SMPlayer is built with Qt and is based on MPlayer. This makes it quite portable, since MPlayer and Qt are already available on all major operating systems. On the operating systems on which SMPlayer has not yet been ported to, it is likely possible to run the application through binary compatibility with another Unix or Linux.

In addition to the Windows packages, official binary packages are provided for Ubuntu. Many distributions provide packages in their repositories.

For FreeBSD, SMPlayer is available for installation from source via the ports tree and also available as binary packages for most major FreeBSD releases.

OpenBSD also provides binary packages and is available in its ports collection as well.

SMPlayer is not available yet on NetBSD or DragonFly BSD, either in binary format or in pkgsrc. NetBSD should be able to run the FreeBSD binary without much trouble.

=== Windows ===

Current versions of SMPlayer bundle all codecs inside the installer, therefore there is no longer any need for a web connection during install. Originally, SMPlayer was distributed with a NSIS generated setup (previously Inno Setup) Since version 0.6.7. This installer was capable of downloading and installing the latest MPlayer and MPlayer codec packages during setup. An alternative installer was available with MPlayer included for off-line installs.

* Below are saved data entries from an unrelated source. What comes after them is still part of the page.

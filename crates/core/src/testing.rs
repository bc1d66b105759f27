//! # 测试替身
//!
//! 供各实现 crate 的集成测试使用的内存版名单源与价格源，
//! 仅在开启 `test-utils` feature 时编译。

use crate::market::entity::{DailyClose, PriceQuote};
use crate::market::error::PriceError;
use crate::market::port::PriceProvider;
use crate::membership::entity::Constituent;
use crate::membership::error::SourceError;
use crate::membership::port::MembershipSource;
use async_trait::async_trait;
use chrono::{Days, NaiveDate};
use std::collections::HashMap;
use std::sync::Mutex;
use std::sync::atomic::{AtomicUsize, Ordering};

/// 返回固定名单的名单源，`rows` 为 None 时模拟名单源不可用。
pub struct StaticMembershipSource {
    rows: Mutex<Option<Vec<Constituent>>>,
    calls: AtomicUsize,
}

impl StaticMembershipSource {
    pub fn new(rows: Vec<Constituent>) -> Self {
        Self {
            rows: Mutex::new(Some(rows)),
            calls: AtomicUsize::new(0),
        }
    }

    pub fn unavailable() -> Self {
        Self {
            rows: Mutex::new(None),
            calls: AtomicUsize::new(0),
        }
    }

    /// 替换后续调用返回的名单
    pub fn set_rows(&self, rows: Option<Vec<Constituent>>) {
        *self.rows.lock().unwrap_or_else(|p| p.into_inner()) = rows;
    }

    pub fn calls(&self) -> usize {
        self.calls.load(Ordering::SeqCst)
    }
}

#[async_trait]
impl MembershipSource for StaticMembershipSource {
    async fn fetch_constituents(&self) -> Result<Vec<Constituent>, SourceError> {
        self.calls.fetch_add(1, Ordering::SeqCst);
        self.rows
            .lock()
            .unwrap_or_else(|p| p.into_inner())
            .clone()
            .ok_or_else(|| SourceError::Network("membership source offline".to_string()))
    }
}

/// 返回固定收盘价的价格源，`quotes` 为 None 时模拟整个价格源不可达。
pub struct StaticPriceProvider {
    quotes: Option<HashMap<String, PriceQuote>>,
    requests: Mutex<Vec<Vec<String>>>,
}

impl StaticPriceProvider {
    pub fn new() -> Self {
        Self {
            quotes: Some(HashMap::new()),
            requests: Mutex::new(Vec::new()),
        }
    }

    pub fn unavailable() -> Self {
        Self {
            quotes: None,
            requests: Mutex::new(Vec::new()),
        }
    }

    /// # Summary
    /// 为代码登记一组收盘价，日期从 2026-03-02 起逐日递增。
    pub fn with_closes(self, ticker: &str, closes: &[f64]) -> Self {
        let base = NaiveDate::from_ymd_opt(2026, 3, 2).unwrap_or_default();
        let closes = closes
            .iter()
            .enumerate()
            .map(|(i, &close)| DailyClose {
                date: base
                    .checked_add_days(Days::new(u64::try_from(i).unwrap_or_default()))
                    .unwrap_or(base),
                close,
            })
            .collect();
        self.with_quote(PriceQuote::new(ticker, closes))
    }

    /// 直接登记一份报价，可用于构造日期异常的数据
    pub fn with_quote(self, quote: PriceQuote) -> Self {
        let ticker = quote.ticker.clone();
        self.with_quote_for(&ticker, quote)
    }

    /// 把报价登记在指定代码下，报价自身的代码可以与之不同
    pub fn with_quote_for(mut self, ticker: &str, quote: PriceQuote) -> Self {
        if let Some(quotes) = self.quotes.as_mut() {
            quotes.insert(ticker.to_string(), quote);
        }
        self
    }

    /// 历次调用收到的代码集合
    pub fn requests(&self) -> Vec<Vec<String>> {
        self.requests.lock().unwrap_or_else(|p| p.into_inner()).clone()
    }
}

impl Default for StaticPriceProvider {
    fn default() -> Self {
        Self::new()
    }
}

#[async_trait]
impl PriceProvider for StaticPriceProvider {
    async fn fetch_quotes(
        &self,
        tickers: &[String],
        _lookback_days: u32,
    ) -> Result<HashMap<String, PriceQuote>, PriceError> {
        self.requests
            .lock()
            .unwrap_or_else(|p| p.into_inner())
            .push(tickers.to_vec());

        let quotes = self
            .quotes
            .as_ref()
            .ok_or_else(|| PriceError::Network("price source offline".to_string()))?;

        Ok(tickers
            .iter()
            .filter_map(|t| quotes.get(t).map(|q| (t.clone(), q.clone())))
            .collect())
    }
}
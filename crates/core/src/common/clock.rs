use chrono::{DateTime, Utc};
use std::sync::RwLock;

/// # Summary
/// 时钟接口，用于隔离物理系统时间。
/// 同步周期写入 `last_updated` 时必须通过此接口取时间，保证对账逻辑可测试、可复现。
pub trait Clock: Send + Sync {
    /// 获取当前时间
    fn now(&self) -> DateTime<Utc>;
}

/// # Summary
/// 生产环境使用的真实时钟，直接返回操作系统当前时间。
pub struct SystemClock;

impl Clock for SystemClock {
    fn now(&self) -> DateTime<Utc> {
        Utc::now()
    }
}

/// # Summary
/// 测试专用的手动时钟，允许调用方主动拨动时间。
///
/// # Invariants
/// - 并发安全：内部利用 `RwLock` 提供多线程安全的读写。
/// - 锁中毒时沿用中毒前写入的值，不会 panic。
pub struct ManualClock {
    current_time: RwLock<DateTime<Utc>>,
}

impl ManualClock {
    /// 使用指定的初始时间创建手动时钟
    pub fn new(initial_time: DateTime<Utc>) -> Self {
        Self {
            current_time: RwLock::new(initial_time),
        }
    }

    /// 强制修改时钟的当前时间
    pub fn set_time(&self, new_time: DateTime<Utc>) {
        let mut time = self
            .current_time
            .write()
            .unwrap_or_else(|poisoned| poisoned.into_inner());
        *time = new_time;
    }

    /// 将时钟向前拨动指定时长
    pub fn advance(&self, delta: chrono::Duration) {
        let mut time = self
            .current_time
            .write()
            .unwrap_or_else(|poisoned| poisoned.into_inner());
        *time += delta;
    }
}

impl Clock for ManualClock {
    fn now(&self) -> DateTime<Utc> {
        *self
            .current_time
            .read()
            .unwrap_or_else(|poisoned| poisoned.into_inner())
    }
}

#[cfg(test)]
mod tests {
    use super::*;
    use chrono::TimeZone;

    #[test]
    fn test_manual_clock_moves_only_when_told() {
        let start = Utc.with_ymd_and_hms(2026, 3, 2, 21, 0, 0).unwrap();
        let clock = ManualClock::new(start);
        assert_eq!(clock.now(), start);

        clock.advance(chrono::Duration::minutes(5));
        assert_eq!(clock.now(), start + chrono::Duration::minutes(5));

        let later = Utc.with_ymd_and_hms(2026, 3, 3, 21, 0, 0).unwrap();
        clock.set_time(later);
        assert_eq!(clock.now(), later);
    }
}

"Portable" (no installer) versions are also available in PortableApps format. An independent Doom9 developer offers different Windows packages based on MPlayer binaries ported by Gianluigi Tiesi.

=== Abandoned forks ===

- UMPlayer: An abandoned fork that offered integration with SHOUTcast streams and support for Mac OS X. Since the UMPlayer project is no longer active, the SMPlayer team recommend to use SMPlayer instead, however, they do provide their own updated version of UMPlayer with fixes for its YouTube support
- SMPlayer2: An abandoned fork targeted at mplayer2 users, as of 2014 replaced by SMPlayer with mpv.